Adventure-Knorrig
Adventure-Knorrig

Reputation: 328

How to open Tkinter GUI on second monitor/display? (Windows)

I'd like to incorporate a way to have my GUI open on a second monitor, if available. I want to add in some type of error handling so if there is a second monitor, use it, else open on the center of the detected display.
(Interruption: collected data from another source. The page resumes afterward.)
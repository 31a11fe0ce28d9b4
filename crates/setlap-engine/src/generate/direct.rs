//! Power-set based generation.

use std::collections::HashSet;
use std::hash::Hash;
use std::time::Instant;

use tracing::{info, trace};

use setlap_core::order::postprocess_combinations;
use setlap_core::{
    CombinationType, GenerateOptions, PowerSetIndices, Result, Set, SetCombination, Universe,
};

use super::{check_options, empty_combination, retain};

/// Membership lookups over a fixed list of base sets.
struct Membership<'a, T> {
    sets: &'a [Set<T>],
    lookups: Vec<HashSet<&'a T>>,
}

impl<'a, T: Clone + Eq + Hash> Membership<'a, T> {
    fn new(sets: &'a [Set<T>]) -> Self {
        Self {
            sets,
            lookups: sets.iter().map(|s| s.elems().iter().collect()).collect(),
        }
    }

    /// Elements of the smallest member set found in every other member.
    fn intersection(&self, subset: &[usize]) -> Vec<T> {
        let Some(smallest) = subset
            .iter()
            .copied()
            .min_by_key(|&i| self.sets[i].cardinality())
        else {
            return Vec::new();
        };
        self.sets[smallest]
            .elems()
            .iter()
            .filter(|e| {
                subset
                    .iter()
                    .all(|&j| j == smallest || self.lookups[j].contains(e))
            })
            .cloned()
            .collect()
    }

    /// Elements of the largest member set followed by the new ones of the rest.
    fn union(&self, subset: &[usize]) -> Vec<T> {
        let Some(largest) = subset
            .iter()
            .copied()
            .reduce(|acc, i| {
                if self.sets[i].cardinality() > self.sets[acc].cardinality() {
                    i
                } else {
                    acc
                }
            })
        else {
            return Vec::new();
        };
        let mut seen: HashSet<&T> = HashSet::new();
        let mut out = Vec::new();
        let order = std::iter::once(largest)
            .chain(subset.iter().copied().filter(|&i| i != largest));
        for i in order {
            for e in self.sets[i].elems() {
                if seen.insert(e) {
                    out.push(e.clone());
                }
            }
        }
        out
    }

    /// Intersection elements that belong to no set outside `subset`.
    fn distinct_intersection(&self, subset: &[usize]) -> Vec<T> {
        let mut elems = self.intersection(subset);
        elems.retain(|e| {
            (0..self.sets.len())
                .filter(|j| !subset.contains(j))
                .all(|j| !self.lookups[j].contains(e))
        });
        elems
    }
}

/// Generates combinations by enumerating the power set of `sets`.
///
/// Every subset with degree in `[min, max]` is materialized; subsets with no
/// elements are dropped unless `options.empty` is set. The empty subset
/// becomes `()` when `min == 0` and either `options.empty` is set or the
/// universe lists the elements outside every set.
///
/// # Errors
///
/// - [`SetlapError::TooManySets`](setlap_core::SetlapError::TooManySets) for
///   more than [`MAX_POWER_SET_ITEMS`](setlap_core::MAX_POWER_SET_ITEMS) sets
/// - [`UnsupportedCombinationType`](setlap_core::SetlapError::UnsupportedCombinationType)
///   for `composite`
/// - [`SetlapError::InvalidRange`](setlap_core::SetlapError::InvalidRange)
///   for `min > max` in strict mode
///
/// # Example
///
/// ```
/// use setlap_core::{GenerateOptions, Set, Universe};
/// use setlap_engine::generate_combinations;
///
/// let sets = vec![Set::new("A", vec![1, 2, 3]), Set::new("B", vec![2, 3, 4])];
/// let combinations =
///     generate_combinations(&sets, &GenerateOptions::intersection(), Universe::Unknown).unwrap();
/// let names: Vec<&str> = combinations.iter().map(|c| c.name()).collect();
/// assert_eq!(names, vec!["A", "B", "(A ∩ B)"]);
/// assert_eq!(combinations[2].cardinality(), 2);
/// ```
pub fn generate_combinations<T>(
    sets: &[Set<T>],
    options: &GenerateOptions,
    universe: Universe<'_, T>,
) -> Result<Vec<SetCombination<T>>>
where
    T: Clone + Eq + Hash,
{
    if !check_options(options)? {
        return Ok(Vec::new());
    }
    let start = Instant::now();
    let membership = Membership::new(sets);
    let max = options.max_degree(sets.len());
    let joiner = options.joiner();

    let mut combinations = Vec::new();
    for subset in PowerSetIndices::new(sets.len(), options.min, Some(max))? {
        if subset.is_empty() {
            combinations.extend(empty_combination(sets, options, universe));
            continue;
        }
        let elems = match options.kind {
            CombinationType::Union => membership.union(&subset),
            CombinationType::DistinctIntersection => membership.distinct_intersection(&subset),
            _ => membership.intersection(&subset),
        };
        if !retain(options, elems.len()) {
            continue;
        }
        let combination = SetCombination::named(
            options.kind,
            subset.into_iter().collect(),
            sets,
            elems,
            Some(joiner),
        );
        trace!(
            event = "combination",
            name = combination.name(),
            degree = combination.degree(),
            cardinality = combination.cardinality(),
        );
        combinations.push(combination);
    }

    let combinations = postprocess_combinations(combinations, &options.order, options.limit);
    info!(
        event = "generate_end",
        algorithm = "direct",
        kind = %options.kind,
        sets = sets.len(),
        combinations = combinations.len(),
        duration_ms = start.elapsed().as_millis() as u64,
    );
    Ok(combinations)
}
Can this be done?

Upvotes: 4

Views: 5895

Answers (2)

Reblochon Masque
Reblochon Masque

Reputation: 36682

On MacOS, use Appkit:

import AppKit

[(screen.frame().size.width, screen.frame().size.height)
    for screen in AppKit.NSScreen.screens()]

will give you a list of tuples containing all screen sizes (if multiple monitors present)

Upvotes: 1

RFairey
RFairey

Reputation: 776

I've been using this snippet using the win32 API to enumerate monitors on windows:

import ctypes
user = ctypes.windll.user32

class RECT(ctypes.Structure):
  _fields_ = [
    ('left', ctypes.c_long),
    ('top', ctypes.c_long),
    ('right', ctypes.c_long),
    ('bottom', ctypes.c_long)
    ]
  def dump(self):
    return [int(val) for val in (self.left, self.top, self.right, self.bottom)]

class MONITORINFO(ctypes.Structure):
  _fields_ = [
    ('cbSize', ctypes.c_ulong),
    ('rcMonitor', RECT),
    ('rcWork', RECT),
    ('dwFlags', ctypes.c_ulong)
    ]

def get_monitors():
  retval = []
  CBFUNC = ctypes.WINFUNCTYPE(ctypes.c_int, ctypes.c_ulong, ctypes.c_ulong, ctypes.POINTER(RECT), ctypes.c_double)
  def cb(hMonitor, hdcMonitor, lprcMonitor, dwData):
    r = lprcMonitor.contents
    #print("cb: %s %s %s %s %s %s %s %s" % (hMonitor, type(hMonitor), hdcMonitor, type(hdcMonitor), lprcMonitor, type(lprcMonitor), dwData, type(dwData)))
    data = [hMonitor]
    data.append(r.dump())
    retval.append(data)
    return 1
  cbfunc = CBFUNC(cb)
  temp = user.EnumDisplayMonitors(0, 0, cbfunc, 0)
  #print(temp)
  return retval

def monitor_areas():
  retval = []
  monitors = get_monitors()
  for hMonitor, extents in monitors:
    data = [hMonitor]
    mi = MONITORINFO()
    mi.cbSize = ctypes.sizeof(MONITORINFO)
    mi.rcMonitor = RECT()
    mi.rcWork = RECT()
    res = user.GetMonitorInfoA(hMonitor, ctypes.byref(mi))
    data = mi.rcMonitor.dump()
#    data.append(mi.rcWork.dump())
    retval.append(data)
  return retval


if __name__ == "__main__":
  print(monitor_areas())

On my system that prints [[0, 0, 3440, 1440], [3440, 0, 5120, 1050]]

In tkinter you can then move your app window to a given location with

appwindow.geometry('+1720+720')

Which puts it 1720px in from the left and 720 down from the top.

Any monitors that are to the left of or above your primary monitor may get negative coordinates, but they should work just fine.